Thanks to spending his youth hanging around his uncles, Jan Norris grew up in machine shops. And if you ask him, he hasn’t worked a day in his life. Building engines is what he loves to do. Now 69 years young, Jan has owned Precision Engine Machine Co. in Hyattsville, MD since 1979 and builds all sorts of engines along with his son Michael, 49, grandson Branden, 26, and three other employees.
“I have no intentions of retiring until I fall over dead in front of one of these engines,” Jan Norris says. “However, what I am trying to do is transition Michael into running the entire shop. He’s bringing us up into the modern day.”

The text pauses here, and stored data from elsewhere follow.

/// Types for catalog section data
use crate::error::ScheduleError;
use crate::time::{TimeOfDay, WeeklyTimeMask};
use chrono::Weekday;
use serde::{Deserialize, Serialize};
use std::fmt;

/// The role a section plays within a course (lecture, lab, ...).
///
/// Catalog data uses short codes such as `"LEC"` or `"LAB"`; any code not
/// known here is kept, trimmed and upper-cased, as [`ComponentType::Other`].
#[derive(Debug, Clone, PartialEq, Eq, Hash, PartialOrd, Ord, Serialize, Deserialize)]
#[serde(from = "String", into = "String")]
pub enum ComponentType {
    Lecture,
    Lab,
    Tutorial,
    Seminar,
    Other(String),
}

impl ComponentType {
    pub fn code(&self) -> &str {
        match self {
            ComponentType::Lecture => "LEC",
            ComponentType::Lab => "LAB",
            ComponentType::Tutorial => "TUT",
            ComponentType::Seminar => "SEM",
            ComponentType::Other(code) => code,
        }
    }
}

impl From<String> for ComponentType {
    fn from(value: String) -> Self {
        let code = value.trim().to_ascii_uppercase();
        match code.as_str() {
            "LEC" | "LECTURE" => ComponentType::Lecture,
            "LAB" | "LABORATORY" => ComponentType::Lab,
            "TUT" | "TUTORIAL" => ComponentType::Tutorial,
            "SEM" | "SEMINAR" => ComponentType::Seminar,
            _ => ComponentType::Other(code),
        }
    }
}

impl From<&str> for ComponentType {
    fn from(value: &str) -> Self {
        ComponentType::from(value.to_string())
    }
}

impl From<ComponentType> for String {
    fn from(value: ComponentType) -> Self {
        value.code().to_string()
    }
}

impl fmt::Display for ComponentType {
    fn fmt(&self, f: &mut fmt::Formatter<'_>) -> fmt::Result {
        f.write_str(self.code())
    }
}

/// Wire shape of a meeting block, validated into [`MeetingBlock`].
#[derive(Debug, Clone, Serialize, Deserialize)]
struct RawMeetingBlock {
    day: Weekday,
    start: TimeOfDay,
    end: TimeOfDay,
    #[serde(default)]
    campus: String,
}

/// One recurring weekly meeting of a section.
///
/// Always satisfies `start < end`; the occupancy mask is computed once on
/// construction.
#[derive(Debug, Clone, PartialEq, Eq, Serialize, Deserialize)]
#[serde(try_from = "RawMeetingBlock", into = "RawMeetingBlock")]
pub struct MeetingBlock {
    day: Weekday,
    start: TimeOfDay,
    end: TimeOfDay,
    campus: String,
    mask: WeeklyTimeMask,
}

impl MeetingBlock {
    pub fn new(
        day: Weekday,
        start: TimeOfDay,
        end: TimeOfDay,
        campus: impl Into<String>,
    ) -> Result<Self, ScheduleError> {
        let mask = WeeklyTimeMask::from_interval(start, end, day)?;
        Ok(Self {
            day,
            start,
            end,
            campus: campus.into(),
            mask,
        })
    }

    pub fn day(&self) -> Weekday {
        self.day
    }

    pub fn start(&self) -> TimeOfDay {
        self.start
    }

    pub fn end(&self) -> TimeOfDay {
        self.end
    }

    pub fn campus(&self) -> &str {
        &self.campus
    }

    pub fn mask(&self) -> WeeklyTimeMask {
        self.mask
    }
}

impl TryFrom<RawMeetingBlock> for MeetingBlock {
    type Error = ScheduleError;

    fn try_from(raw: RawMeetingBlock) -> Result<Self, Self::Error> {
        MeetingBlock::new(raw.day, raw.start, raw.end, raw.campus)
    }
}

impl From<MeetingBlock> for RawMeetingBlock {
    fn from(block: MeetingBlock) -> Self {
        RawMeetingBlock {
            day: block.day,
            start: block.start,
            end: block.end,
            campus: block.campus,
        }
    }
}

/// One schedulable offering of a course component, identified within a
/// term by its course reference number (CRN).
#[derive(Debug, Clone, PartialEq, Eq, Serialize, Deserialize)]
pub struct Section {
    /// Filled from the enclosing snapshot when omitted in catalog data; an
    /// empty term matches whatever term a search asks for
    #[serde(default)]
    pub term: String,
    pub crn: String,
    pub course_code: String,
    pub component: ComponentType,
    #[serde(default)]
    pub title: Option<String>,
    /// Empty for sections without scheduled meetings (e.g. asynchronous online)
    #[serde(default)]
    pub meetings: Vec<MeetingBlock>,
    pub enrolled: u32,
    pub capacity: u32,
}

impl Section {
    /// Union of the masks of every meeting block.
    pub fn time_mask(&self) -> WeeklyTimeMask {
        self.meetings.iter().map(MeetingBlock::mask).collect()
    }

    pub fn seats_remaining(&self) -> u32 {
        self.capacity.saturating_sub(self.enrolled)
    }
}
/// Time representation: HHMM times of day and weekly occupancy masks
mod clock;
mod mask;

pub use clock::{TimeOfDay, MINUTES_PER_DAY};
pub use mask::{WeeklyTimeMask, DAYS_PER_WEEK, SLOTS_PER_DAY, SLOT_MINUTES};

pub use chrono::Weekday;
/// Catalog module: section records for a term and their in-memory snapshot
mod snapshot;
mod types;

pub use snapshot::SectionSnapshot;
pub use types::{ComponentType, MeetingBlock, Section};
/// Time-of-day values in the catalog's 24-hour "HHMM" notation
use crate::error::ScheduleError;
use chrono::{NaiveTime, Timelike};
use serde::{Deserialize, Serialize};
use std::fmt;
use std::str::FromStr;

/// Minutes in one day.
pub const MINUTES_PER_DAY: u16 = 24 * 60;

/// A wall-clock time within a single day, stored as minutes since midnight.
///
/// Parsed from (and displayed as) exactly four digits, e.g. `"0810"` or
/// `"1430"`. Valid values range from `0000` to `2359`.
#[derive(Debug, Clone, Copy, PartialEq, Eq, PartialOrd, Ord, Hash, Serialize, Deserialize)]
#[serde(try_from = "String", into = "String")]
pub struct TimeOfDay(u16);

impl TimeOfDay {
    /// Builds a time from an hour (0-23) and minute (0-59).
    pub fn from_hm(hour: u32, minute: u32) -> Result<Self, ScheduleError> {
        if hour >= 24 || minute >= 60 {
            return Err(ScheduleError::time_range(format!(
                "{hour:02}{minute:02} is outside 0000-2359"
            )));
        }
        Ok(Self((hour * 60 + minute) as u16))
    }

    /// Minutes since midnight.
    pub fn minutes(self) -> u16 {
        self.0
    }

    pub fn hour(self) -> u32 {
        u32::from(self.0 / 60)
    }

    pub fn minute(self) -> u32 {
        u32::from(self.0 % 60)
    }
}

impl FromStr for TimeOfDay {
    type Err = ScheduleError;

    fn from_str(s: &str) -> Result<Self, Self::Err> {
        let trimmed = s.trim();
        // chrono is lenient about digit counts, so insist on the HHMM shape first
        if trimmed.len() != 4 || !trimmed.bytes().all(|b| b.is_ascii_digit()) {
            return Err(ScheduleError::time_range(format!(
                "'{s}' is not a 24-hour HHMM time"
            )));
        }

        let parsed = NaiveTime::parse_from_str(trimmed, "%H%M").map_err(|e| {
            ScheduleError::time_range(format!("'{s}' is not a valid time of day: {e}"))
        })?;

        Self::from_hm(parsed.hour(), parsed.minute())
    }
}

impl TryFrom<String> for TimeOfDay {
    type Error = ScheduleError;

    fn try_from(value: String) -> Result<Self, Self::Error> {
        value.parse()
    }
}

impl From<TimeOfDay> for String {
    fn from(value: TimeOfDay) -> Self {
        value.to_string()
    }
}

impl fmt::Display for TimeOfDay {
    fn fmt(&self, f: &mut fmt::Formatter<'_>) -> fmt::Result {
        write!(f, "{:02}{:02}", self.hour(), self.minute())
    }
}
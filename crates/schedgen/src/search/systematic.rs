//! Exhaustive depth-first search over courses.
//!
//! Courses are assigned in request order. A running union mask per depth
//! holds everything chosen so far, so a candidate overlapping it is pruned
//! before any deeper course is tried. Results come out in a fixed order:
//! course order, then each course's enumeration order.

use super::budget::{BudgetMonitor, SearchBudget, SearchCommand};
use super::strategy::{SearchSpace, SearchStrategy};
use super::types::{SearchOutcome, SearchStats, TerminationReason};
use crate::config::SearchConfig;
use crate::time::WeeklyTimeMask;
use tracing::debug;

#[derive(Debug, Clone)]
pub struct SystematicSearch {
    clock_check_interval: u64,
}

impl SystematicSearch {
    pub fn new(config: &SearchConfig) -> Self {
        Self {
            clock_check_interval: config.clock_check_interval,
        }
    }
}

impl Default for SystematicSearch {
    fn default() -> Self {
        Self::new(&SearchConfig::default())
    }
}

impl SearchStrategy for SystematicSearch {
    fn name(&self) -> &str {
        "systematic"
    }

    fn search(&mut self, space: &SearchSpace, budget: &SearchBudget) -> SearchOutcome {
        if let Some(reason) = space.trivially_empty() {
            return SearchOutcome::empty(reason);
        }

        let courses = space.courses();
        let depth_count = courses.len();
        let mut monitor = BudgetMonitor::new(*budget, self.clock_check_interval);
        let mut stats = SearchStats::default();
        let mut schedules = Vec::new();

        // cursor[d]: next candidate to try at depth d
        // running[d]: union of the picks at depths 0..d
        let mut cursor = vec![0usize; depth_count];
        let mut running = vec![WeeklyTimeMask::EMPTY; depth_count + 1];
        let mut picks = vec![0usize; depth_count];
        let mut depth = 0usize;

        let termination = loop {
            if depth == depth_count {
                schedules.push(space.materialize(&picks));
                if schedules.len() >= budget.max_solutions {
                    break TerminationReason::SolutionLimit;
                }
                depth -= 1;
                continue;
            }

            let combinations = &courses[depth].combinations;
            if cursor[depth] == combinations.len() {
                if depth == 0 {
                    break TerminationReason::Exhausted;
                }
                cursor[depth] = 0;
                depth -= 1;
                continue;
            }

            monitor.on_step();
            stats.attempts += 1;
            if let SearchCommand::Terminate(reason) = monitor.search_command(schedules.len()) {
                break reason;
            }

            let candidate = cursor[depth];
            cursor[depth] += 1;

            let mask = combinations[candidate].mask();
            if mask.overlaps(&running[depth]) {
                stats.pruned += 1;
                continue;
            }

            picks[depth] = candidate;
            running[depth + 1] = running[depth] | *mask;
            depth += 1;
        };

        stats.solutions = schedules.len();
        stats.elapsed = monitor.elapsed();
        debug!(
            "Systematic search over {} courses stopped ({}): {} attempts, {} pruned, {} schedules",
            depth_count, termination, stats.attempts, stats.pruned, stats.solutions
        );

        SearchOutcome {
            schedules,
            stats,
            termination,
        }
    }
}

Precision Engine Machine Co. was founded in 1967 by Bill Ford and Dick Burgess. Jan joined the team as a machinist and bought the shop from Bill and Dick in ‘79. When the shop started in the ‘60s, it was partially funded by Bruce Wheeler, a local businessman and owner of a Top Fuel Dragster named the Wheeler Dealer. The shop built the engine for the dragster, which ended up going to the nationals and finishing runner-up in the finals to ‘Big Daddy’ Don Garlits.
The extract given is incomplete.